To illustrate the differences between $finalModel$predicted and the values computed by predict(), I set up the following code:
library(caret)
library(randomForest)
dat <- data.frame(target = c(2.5, 4.5, 6.1, 3.2, 2.2),
              A = c(1.3, 4.4, 5.5, 6.7, 8.1),
              B = c(44.5, 50.1, 23.7, 89.2, 10.5),
              C = c("A", "A", "B", "B", "B"))
control <- trainControl(method="repeatedcv", number=10, repeats=3,     search="grid", savePred =T)

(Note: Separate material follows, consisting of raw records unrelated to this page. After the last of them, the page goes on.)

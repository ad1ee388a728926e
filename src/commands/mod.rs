pub mod doctor;
pub mod up;
// SPDX-License-Identifier: GPL-3.0-only

//! QR scanning core
//!
//! ```text
//! CameraStream ──frames──▶ ScanSession ──sampled──▶ DecodeWorker
//!                               ▲                        │
//!                               │                 DecodeEvent{generation}
//!                               │                        ▼
//!                         ScanController ◀──────── event channel
//!                               │
//!                  result, dedup, capabilities, feedback
//! ```
//!
//! - [`controller`]: camera lifecycle, result and deduplication
//! - [`capabilities`]: best-effort zoom, focus and exposure
//! - [`decoder`]: QR decoding via `rqrr`
//! - [`worker`]: sampling and background decoding
//! - [`types`]: decoded results and payload classification

pub mod capabilities;
pub mod controller;
pub mod decoder;
pub mod feedback;
pub mod session;
pub mod types;
pub mod worker;

pub use capabilities::{CapabilityLayer, FocusHint, StreamCapabilities, ZoomCapability};
pub use controller::{CameraState, ControllerOptions, ScanController, ScanStatus};
pub use decoder::{QrDecoder, RqrrDecoder};
pub use feedback::{Feedback, NoFeedback, TerminalBell};
pub use session::ScanSession;
pub use types::{ActionAvailability, DecodedResult, FrameRegion, QrAction, QrDetection};
pub use worker::{DecodeEvent, DecodeReceiver, DecodeSender, DecodeWorker, decode_channel};
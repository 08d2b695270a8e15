// SPDX-License-Identifier: GPL-3.0-only

//! V4L2 capture backend
//!
//! Each stream owns a capture thread that dequeues mmap buffers, converts
//! them to [`CameraFrame`]s and pushes them into a bounded channel. Frames are
//! dropped when the consumer falls behind. MJPEG is decoded to RGBA on the
//! capture thread so downstream code only sees raw layouts.

use super::types::{CameraDevice, CameraFormat, CameraFrame, DeviceInfo, Facing, Framerate};
use super::v4l2_controls::V4l2Controls;
use super::{BackendResult, CameraBackend, CameraControls, CameraStream, PixelFormat};
use crate::constants::capture;
use crate::errors::CameraError;
use futures::channel::mpsc;
use std::sync::Arc;
use std::sync::atomic::{AtomicBool, AtomicU64, Ordering};
use std::thread::JoinHandle;
use std::time::Instant;
use tracing::{debug, error, info, warn};
use v4l::FourCC;
use v4l::buffer::Type;
use v4l::capability::Flags;
use v4l::frameinterval::FrameIntervalEnum;
use v4l::framesize::FrameSizeEnum;
use v4l::io::traits::CaptureStream as _;
use v4l::prelude::*;
use v4l::video::Capture;

/// Consecutive dequeue failures after which the device is considered gone
const MAX_CONSECUTIVE_ERRORS: u32 = 100;

/// V4L2 camera backend
#[derive(Debug, Default)]
pub struct V4l2Backend;

impl V4l2Backend {
    pub fn new() -> Self {
        Self
    }
}

impl CameraBackend for V4l2Backend {
    fn enumerate_cameras(&self) -> Vec<CameraDevice> {
        let mut cameras = Vec::new();

        for node in v4l::context::enum_devices() {
            let path = node.path().to_string_lossy().to_string();
            let dev = match Device::with_path(&path) {
                Ok(dev) => dev,
                Err(e) => {
                    debug!(path, error = %e, "Skipping unreadable video node");
                    continue;
                }
            };
            let Ok(caps) = dev.query_caps() else {
                continue;
            };

            // Metadata nodes share the card name but cannot capture
            if !caps.capabilities.contains(Flags::VIDEO_CAPTURE)
                || dev.enum_formats().map(|f| f.is_empty()).unwrap_or(true)
            {
                debug!(path, "Skipping non-capture video node");
                continue;
            }

            let name = node.name().unwrap_or_else(|| caps.card.clone());
            let facing = Facing::from_label(&name);

            cameras.push(CameraDevice {
                name,
                path,
                facing,
                device_info: Some(DeviceInfo {
                    card: caps.card,
                    driver: caps.driver,
                    bus: caps.bus,
                }),
            });
        }

        cameras.sort_by(|a, b| a.path.cmp(&b.path));
        info!(count = cameras.len(), "Enumerated V4L2 cameras");
        cameras
    }

    fn get_formats(&self, device: &CameraDevice) -> Vec<CameraFormat> {
        let dev = match Device::with_path(&device.path) {
            Ok(dev) => dev,
            Err(e) => {
                warn!(path = %device.path, error = %e, "Failed to open device for format query");
                return Vec::new();
            }
        };

        let mut formats = Vec::new();
        for description in dev.enum_formats().unwrap_or_default() {
            let fourcc = description.fourcc;
            let Ok(pixel_format) = fourcc.str().map(str::to_string) else {
                continue;
            };

            for size in dev.enum_framesizes(fourcc).unwrap_or_default() {
                // Stepwise sizes are reported by their maximum only
                let (width, height) = match size.size {
                    FrameSizeEnum::Discrete(d) => (d.width, d.height),
                    FrameSizeEnum::Stepwise(s) => (s.max_width, s.max_height),
                };

                let framerate = dev
                    .enum_frameintervals(fourcc, width, height)
                    .unwrap_or_default()
                    .into_iter()
                    .find_map(|interval| match interval.interval {
                        FrameIntervalEnum::Discrete(f) if f.numerator > 0 => {
                            Some(Framerate::new(f.denominator, f.numerator))
                        }
                        _ => None,
                    });

                formats.push(CameraFormat {
                    width,
                    height,
                    framerate,
                    pixel_format: pixel_format.clone(),
                });
            }
        }

        formats
    }

    fn open(
        &mut self,
        device: &CameraDevice,
        preferred: (u32, u32),
    ) -> BackendResult<Box<dyn CameraStream>> {
        let formats = self.get_formats(device);
        if formats.is_empty() {
            // Opening failed above or the node has nothing to offer; find out which
            Device::with_path(&device.path)?;
            return Err(CameraError::InvalidFormat(format!(
                "no formats reported by {}",
                device.path
            )));
        }

        let format = super::select_format(&formats, preferred).ok_or_else(|| {
            CameraError::InvalidFormat(format!("no supported pixel format on {}", device.path))
        })?;

        info!(device = %device.name, format = %format, "Opening V4L2 stream");
        let stream = V4l2Stream::start(device.clone(), format)?;
        Ok(Box::new(stream))
    }
}

/// Running V4L2 capture
pub struct V4l2Stream {
    device: CameraDevice,
    format: CameraFormat,
    controls: V4l2Controls,
    receiver: mpsc::Receiver<CameraFrame>,
    running: Arc<AtomicBool>,
    thread: Option<JoinHandle<()>>,
}

impl V4l2Stream {
    fn start(device: CameraDevice, format: CameraFormat) -> BackendResult<Self> {
        let (sender, receiver) = mpsc::channel(capture::FRAME_CHANNEL_CAPACITY);
        let (ready_tx, ready_rx) = std::sync::mpsc::sync_channel(1);
        let running = Arc::new(AtomicBool::new(true));

        let thread = {
            let path = device.path.clone();
            let format = format.clone();
            let running = Arc::clone(&running);
            std::thread::Builder::new()
                .name("v4l2-capture".to_string())
                .spawn(move || capture_loop(&path, &format, sender, ready_tx, running))
                .map_err(|e| CameraError::InitializationFailed(e.to_string()))?
        };

        match ready_rx.recv_timeout(capture::STREAM_START_TIMEOUT) {
            Ok(Ok(negotiated)) => Ok(Self {
                controls: V4l2Controls::new(device.path.clone()),
                device,
                format: negotiated,
                receiver,
                running,
                thread: Some(thread),
            }),
            Ok(Err(e)) => {
                let _ = thread.join();
                Err(e)
            }
            Err(_) => {
                // The thread exits on its own once it sees the flag
                running.store(false, Ordering::SeqCst);
                Err(CameraError::InitializationFailed(
                    "timed out waiting for capture to start".to_string(),
                ))
            }
        }
    }
}

impl CameraStream for V4l2Stream {
    fn device(&self) -> &CameraDevice {
        &self.device
    }

    fn format(&self) -> &CameraFormat {
        &self.format
    }

    fn try_next_frame(&mut self) -> Option<CameraFrame> {
        self.receiver.try_recv().ok()
    }

    fn controls(&self) -> &dyn CameraControls {
        &self.controls
    }

    fn stop(&mut self) {
        self.running.store(false, Ordering::SeqCst);
        if let Some(thread) = self.thread.take() {
            if thread.join().is_err() {
                error!(device = %self.device.path, "Capture thread panicked");
            }
            info!(device = %self.device.path, "V4L2 stream stopped");
        }
    }
}

impl Drop for V4l2Stream {
    fn drop(&mut self) {
        self.stop();
    }
}

/// Main capture loop running in a separate thread
fn capture_loop(
    device_path: &str,
    requested: &CameraFormat,
    mut sender: mpsc::Sender<CameraFrame>,
    ready: std::sync::mpsc::SyncSender<BackendResult<CameraFormat>>,
    running: Arc<AtomicBool>,
) {
    static FRAME_COUNTER: AtomicU64 = AtomicU64::new(0);

    let (mut dev, negotiated, fourcc, stride) = match open_device(device_path, requested) {
        Ok(opened) => opened,
        Err(e) => {
            let _ = ready.send(Err(e));
            return;
        }
    };

    let mut stream =
        match MmapStream::with_buffers(&mut dev, Type::VideoCapture, capture::V4L2_BUFFER_COUNT) {
            Ok(stream) => stream,
            Err(e) => {
                let _ = ready.send(Err(CameraError::from(e)));
                return;
            }
        };

    let (width, height) = (negotiated.width, negotiated.height);
    if ready.send(Ok(negotiated)).is_err() {
        // Caller gave up waiting
        return;
    }

    info!(device_path, "V4L2 capture stream started");
    let mut consecutive_errors = 0;

    while running.load(Ordering::SeqCst) {
        match stream.next() {
            Ok((buf, meta)) => {
                consecutive_errors = 0;
                let frame_num = FRAME_COUNTER.fetch_add(1, Ordering::Relaxed);

                let Some(frame) = frame_from_buffer(buf, &fourcc.repr, width, height, stride) else {
                    if frame_num % 30 == 0 {
                        debug!(frame = frame_num, size = buf.len(), "Undecodable frame skipped");
                    }
                    continue;
                };

                if let Err(e) = sender.try_send(frame) {
                    if e.is_disconnected() {
                        break;
                    }
                    if frame_num % 30 == 0 {
                        debug!(frame = frame_num, sequence = meta.sequence, "Frame dropped (channel full)");
                    }
                }
            }
            Err(e) => {
                consecutive_errors += 1;
                if consecutive_errors >= MAX_CONSECUTIVE_ERRORS {
                    error!(device_path, error = %e, "Camera stopped delivering frames");
                    break;
                }
                warn!(error = %e, "Failed to dequeue frame");
                std::thread::sleep(capture::DEQUEUE_RETRY_DELAY);
            }
        }
    }

    info!(device_path, "V4L2 capture loop ended");
}

/// Open the device and negotiate the requested format
fn open_device(
    device_path: &str,
    requested: &CameraFormat,
) -> BackendResult<(Device, CameraFormat, FourCC, u32)> {
    let dev = Device::with_path(device_path)?;

    let mut bytes = [0u8; 4];
    for (dst, src) in bytes.iter_mut().zip(requested.pixel_format.bytes()) {
        *dst = src;
    }
    let fourcc = FourCC::new(&bytes);

    let mut format = dev.format()?;
    format.width = requested.width;
    format.height = requested.height;
    format.fourcc = fourcc;

    let applied = dev.set_format(&format)?;
    if applied.fourcc != fourcc {
        return Err(CameraError::InvalidFormat(format!(
            "driver refused {}, offered {}",
            requested.pixel_format, applied.fourcc
        )));
    }

    let negotiated = CameraFormat {
        width: applied.width,
        height: applied.height,
        framerate: requested.framerate,
        pixel_format: requested.pixel_format.clone(),
    };

    debug!(
        width = applied.width,
        height = applied.height,
        stride = applied.stride,
        "Set V4L2 format"
    );

    Ok((dev, negotiated, fourcc, applied.stride))
}

/// Convert a dequeued buffer into a frame
///
/// Returns `None` for unknown FourCCs, corrupt JPEG data and buffers shorter
/// than the advertised geometry.
pub fn frame_from_buffer(
    buf: &[u8],
    fourcc: &[u8; 4],
    width: u32,
    height: u32,
    stride: u32,
) -> Option<CameraFrame> {
    let format = PixelFormat::from_fourcc(fourcc)?;

    if matches!(fourcc, b"MJPG" | b"JPEG") {
        let decoded = image::load_from_memory_with_format(buf, image::ImageFormat::Jpeg).ok()?;
        let rgba = decoded.to_rgba8();
        let (w, h) = rgba.dimensions();
        return Some(CameraFrame::packed(w, h, PixelFormat::RGBA, rgba.into_raw()));
    }

    let stride = if stride > 0 {
        stride
    } else {
        width * format.bytes_per_pixel()
    };
    let plane = stride as usize * height as usize;
    let required = match format {
        PixelFormat::NV12 => plane + plane / 2,
        _ => plane,
    };
    if buf.len() < required {
        return None;
    }

    Some(CameraFrame {
        width,
        height,
        data: Arc::from(&buf[..required]),
        format,
        stride,
        captured_at: Instant::now(),
    })
}

#[cfg(test)]
mod tests {
    use super::*;

    #[test]
    fn test_frame_from_yuyv_buffer() {
        let buf = vec![128u8; 4 * 2 * 2];
        let frame = frame_from_buffer(&buf, b"YUYV", 4, 2, 0).unwrap();
        assert_eq!(frame.format, PixelFormat::YUYV);
        assert_eq!(frame.stride, 8);
        assert_eq!(frame.data.len(), 16);
    }

    #[test]
    fn test_short_buffer_is_rejected() {
        let buf = vec![0u8; 10];
        assert!(frame_from_buffer(&buf, b"YUYV", 4, 2, 8).is_none());
    }

    #[test]
    fn test_unknown_fourcc_is_rejected() {
        assert!(frame_from_buffer(&[0; 64], b"H264", 4, 4, 0).is_none());
    }

    #[test]
    fn test_corrupt_mjpeg_is_rejected() {
        assert!(frame_from_buffer(&[0xff, 0xd8, 0x00], b"MJPG", 4, 4, 0).is_none());
    }
}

tunegrid <- expand.grid(.mtry=c(1:3))
set.seed(42)
rf_gridsearch <- train(target ~ A + B + C, 
                   data = dat, 
                   method="rf",
                   ntree = 2500, 
                   metric= "RMSE", 
                   tuneGrid=tunegrid, 
                   trControl=control)
dat$pred_caret <- rf_gridsearch$finalModel$predicted
dat$pred <- predict(object = rf_gridsearch, newdata = dat[,2:4])
dat$pred2 <- predict(object = rf_gridsearch$finalModel, newdata = dat[,2:4])
This last line of this code gives the error message
Error in predict.randomForest(object = rf_gridsearch$finalModel, 
newdata = dat[,  : variables in the training data missing in newdata
How is it possible to use $finalModel with predict?
Why does the data in column dat$pred_caret differ from dat$pred? What is the difference between the 2 predictions?